Trade agreement offers more than $4 billion in benefits to Canada, but controversial Trans-Pacific Partnership is still far from a done deal
OTTAWA—A new federal government study projects that Canada would generate more than $4 billion in long-term GDP gains if it joins the Trans-Pacific Partnership—but stands to take a $5 billion-plus hit to its economy if it opts out.
The analysis, conducted by the Office of the Chief Economist at Global Affairs Canada, assesses the potential economic impact of the TPP on Canada and other countries that tentatively signed on to the trade deal last October.
It says if Canada were to ratify the TPP, it would see a $4.3 billion boost to its GDP by 2040, due primarily to the preferential access it would receive to markets in the Asia-Pacific rim.

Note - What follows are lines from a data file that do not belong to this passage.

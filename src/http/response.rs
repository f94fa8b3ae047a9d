//! Conversion of rendered pages into client responses.

use axum::body::Body;
use axum::response::Response;

use crate::prerender::fetcher::HOP_BY_HOP;
use crate::prerender::RenderedResponse;

/// Write a rendered page as-is: status, headers and body.
///
/// Hop-by-hop headers belong to the rendering service connection and are
/// dropped.
pub fn into_response(rendered: RenderedResponse) -> Response {
    let RenderedResponse {
        status,
        mut headers,
        body,
    } = rendered;

    for name in HOP_BY_HOP.iter() {
        headers.remove(name);
    }

    let mut response = Response::new(Body::from(body));
    *response.status_mut() = status;
    *response.headers_mut() = headers;
    response
}
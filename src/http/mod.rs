//! HTTP protocol handling subsystem.
//!
//! # Data Flow
//! ```text
//! TCP connection
//!     → server.rs (Axum setup, request ID, tracing, timeout)
//!     → middleware/prerender.rs
//!         → request.rs (PrerenderRequest view)
//!         → prerender core decides
//!         → response.rs (rendered page → client)   [respond]
//!     → server.rs origin handler (→ origin app)    [passthrough]
//! ```

pub mod middleware;
pub mod request;
pub mod response;
pub mod server;

pub use middleware::prerender_middleware;
pub use request::{prerender_view, UuidRequestId, X_REQUEST_ID};
pub use server::HttpServer;
//! Configuration schema definitions.
//!
//! This module defines the complete configuration structure for the proxy.
//! All types derive Serde traits for deserialization from config files.

use serde::{Deserialize, Serialize};
use std::collections::BTreeMap;

/// Default rendering service.
pub const DEFAULT_SERVICE_URL: &str = "https://service.prerender.io/";

/// Root configuration for the prerender proxy.
#[derive(Debug, Clone, Deserialize, Serialize, Default)]
#[serde(default)]
pub struct ProxyConfig {
    /// Listener configuration (bind address).
    pub listener: ListenerConfig,

    /// Application that serves regular (non-prerendered) traffic.
    pub origin: OriginConfig,

    /// Timeout configuration.
    pub timeouts: TimeoutConfig,

    /// Observability settings.
    pub observability: ObservabilityConfig,

    /// Classification policy and rendering service settings.
    pub prerender: PrerenderConfig,
}

/// Listener configuration.
#[derive(Debug, Clone, Deserialize, Serialize)]
#[serde(default)]
pub struct ListenerConfig {
    /// Bind address (e.g., "0.0.0.0:8080").
    pub bind_address: String,
}

impl Default for ListenerConfig {
    fn default() -> Self {
        Self {
            bind_address: "0.0.0.0:8080".to_string(),
        }
    }
}

/// Origin application configuration.
#[derive(Debug, Clone, Deserialize, Serialize)]
#[serde(default)]
pub struct OriginConfig {
    /// Origin address (e.g., "127.0.0.1:3000").
    pub address: String,
}

impl Default for OriginConfig {
    fn default() -> Self {
        Self {
            address: "127.0.0.1:3000".to_string(),
        }
    }
}

/// Timeout configuration for various operations.
#[derive(Debug, Clone, Deserialize, Serialize)]
#[serde(default)]
pub struct TimeoutConfig {
    /// Connect timeout towards the rendering service and the origin, in seconds.
    pub connect_secs: u64,

    /// Request timeout (total time for request/response) in seconds.
    pub request_secs: u64,
}

impl Default for TimeoutConfig {
    fn default() -> Self {
        Self {
            connect_secs: 5,
            request_secs: 30,
        }
    }
}

/// Log output format.
#[derive(Debug, Clone, Copy, Deserialize, Serialize, PartialEq, Eq, Default)]
#[serde(rename_all = "lowercase")]
pub enum LogFormat {
    #[default]
    Pretty,
    Json,
}

/// Observability configuration.
#[derive(Debug, Clone, Deserialize, Serialize)]
#[serde(default)]
pub struct ObservabilityConfig {
    /// Log level (trace, debug, info, warn, error).
    pub log_level: String,

    /// Human readable or JSON lines.
    pub log_format: LogFormat,

    /// Enable metrics endpoint.
    pub metrics_enabled: bool,

    /// Metrics endpoint bind address.
    pub metrics_address: String,
}

impl Default for ObservabilityConfig {
    fn default() -> Self {
        Self {
            log_level: "info".to_string(),
            log_format: LogFormat::Pretty,
            metrics_enabled: false,
            metrics_address: "0.0.0.0:9090".to_string(),
        }
    }
}

/// Classification policy and rendering service configuration.
#[derive(Debug, Clone, Deserialize, Serialize)]
#[serde(default)]
pub struct PrerenderConfig {
    /// Base URL of the rendering service.
    pub service_url: String,

    /// Token sent as `X-Prerender-Token`.
    pub token: Option<String>,

    /// Forced protocol of the original URL ("http" or "https").
    pub protocol: Option<String>,

    /// Forced host of the original URL.
    pub host: Option<String>,

    /// Forward the inbound request headers (except `Host`) to the rendering service.
    pub forward_headers: bool,

    /// Crawler signatures added on top of the built-in list.
    pub crawler_user_agents: Vec<String>,

    /// Replaces the built-in list of ignored path extensions when set.
    pub ignored_extensions: Option<Vec<String>>,

    /// Regex fragments; when non-empty, a URL must match one of them.
    pub whitelist: Vec<String>,

    /// Regex fragments; a match on the URL or the referer excludes the request.
    pub blacklist: Vec<String>,

    /// Options merged into every call to the rendering service.
    pub upstream: UpstreamOptions,
}

impl Default for PrerenderConfig {
    fn default() -> Self {
        Self {
            service_url: DEFAULT_SERVICE_URL.to_string(),
            token: None,
            protocol: None,
            host: None,
            forward_headers: false,
            crawler_user_agents: Vec::new(),
            ignored_extensions: None,
            whitelist: Vec::new(),
            blacklist: Vec::new(),
            upstream: UpstreamOptions::default(),
        }
    }
}

/// Extra HTTP options for calls to the rendering service.
///
/// Unknown keys are rejected at load time.
#[derive(Debug, Clone, Deserialize, Serialize, Default, PartialEq, Eq)]
#[serde(default, deny_unknown_fields)]
pub struct UpstreamOptions {
    /// Headers added to every upstream request.
    pub headers: BTreeMap<String, String>,

    /// Total per-call timeout in seconds.
    pub timeout_secs: Option<u64>,
}
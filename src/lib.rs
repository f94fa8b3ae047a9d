//! Prerender middleware and proxy.
//!
//! Requests from search engine crawlers and link-preview bots are answered
//! with a snapshot fetched from a rendering service; everything else passes
//! through to the origin application.

pub mod config;
pub mod error;
pub mod http;
pub mod lifecycle;
pub mod observability;
pub mod prerender;

pub use config::schema::ProxyConfig;
pub use error::{HookError, PolicyError, PrerenderError, RenderError};
pub use http::HttpServer;
pub use lifecycle::Shutdown;
pub use prerender::{Outcome, Policy, Prerender, PrerenderRequest, RenderFetcher, RenderedResponse};
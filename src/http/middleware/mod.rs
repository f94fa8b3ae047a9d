//! Axum middleware.

pub mod prerender;

pub use prerender::prerender_middleware;
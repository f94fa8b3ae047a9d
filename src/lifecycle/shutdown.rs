//! Shutdown coordination.

use tokio::sync::broadcast;

/// Coordinator for graceful shutdown.
///
/// Cloning shares the same channel, so any clone can trigger every subscriber.
#[derive(Debug, Clone)]
pub struct Shutdown {
    tx: broadcast::Sender<()>,
}

impl Shutdown {
    pub fn new() -> Self {
        let (tx, _) = broadcast::channel(1);
        Self { tx }
    }

    /// Subscribe to the shutdown signal.
    pub fn subscribe(&self) -> broadcast::Receiver<()> {
        self.tx.subscribe()
    }

    /// Trigger the shutdown signal. A no-op when nobody is subscribed.
    pub fn trigger(&self) {
        let _ = self.tx.send(());
    }

    /// Number of tasks still subscribed.
    pub fn receiver_count(&self) -> usize {
        self.tx.receiver_count()
    }
}

impl Default for Shutdown {
    fn default() -> Self {
        Self::new()
    }
}
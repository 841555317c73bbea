use std::path::{Path, PathBuf};

use crate::models::error::RecorderError;

const WAV_EXTENSION: &str = ".wav";

/// Whether `name` is a usable recording name: ASCII letters, digits, `-`
/// and `_`, at least one character.
pub fn validate_file_name(name: &str) -> bool {
    !name.is_empty()
        && name
            .chars()
            .all(|c| c.is_ascii_alphanumeric() || c == '-' || c == '_')
}

/// Turn a user-entered name into a `.wav` file name.
///
/// A name that already ends in `.wav` is accepted as long as its stem is
/// valid.
pub fn recording_file_name(name: &str) -> Result<String, RecorderError> {
    let stem = name.strip_suffix(WAV_EXTENSION).unwrap_or(name);
    if !validate_file_name(stem) {
        return Err(RecorderError::Initialization(format!(
            "invalid recording name {:?}: only letters, digits, '-' and '_' are allowed",
            name
        )));
    }
    Ok(format!("{}{}", stem, WAV_EXTENSION))
}

/// Path of the recording called `name` inside `directory`.
pub fn recording_path(directory: &Path, name: &str) -> Result<PathBuf, RecorderError> {
    Ok(directory.join(recording_file_name(name)?))
}
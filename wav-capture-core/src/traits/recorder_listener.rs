use crate::models::error::RecorderError;
use crate::models::recording_result::RecordingResult;
use crate::models::state::RecorderState;

/// Event listener for recorder notifications.
///
/// Register any number of listeners with `Recorder::subscribe`. Buffer and
/// amplitude events are called from the capture thread; implementations
/// should marshal to a UI thread if needed and return quickly.
pub trait RecorderListener: Send + Sync {
    /// Called when the recorder state changes.
    fn on_state_changed(&self, _state: RecorderState) {}

    /// Called with every chunk written to the file, in capture order.
    fn on_audio_buffer_available(&self, _chunk: &[u8]) {}

    /// Called with the amplitude derived from every written chunk.
    fn on_amplitude(&self, _amplitude: f32) {}

    /// Called when the session fails in the background.
    fn on_error(&self, _error: &RecorderError) {}

    /// Called when the file is finalized.
    fn on_recording_finished(&self, _result: &RecordingResult) {}
}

But the study says if Canada doesn’t ratify it while the other 11 member countries do, the country would face estimated GDP losses of $5.3 billion over the same time period.
The report says that’s in part because of missed opportunities to enhance trade and an erosion of Canada’s preferential market position within NAFTA.
The TPP is the most significant regional trade agreement that Canada has negotiated since NAFTA, which concluded nearly two decades ago.
The 12 countries in the TPP would form one of the largest trade areas in the world, accounting for nearly 40 per cent of global GDP.
But the deal has stirred criticism from some who say it favours foreign competitors over domestic companies in certain industries and would deal a blow to the auto and dairy farming sectors, among others.
The deal, however, may never see the light of day because both U.S. presidential candidates have said they oppose it.
Meanwhile, the Liberals have declined to say where they stand on TPP, even though Ottawa has committed to studying it.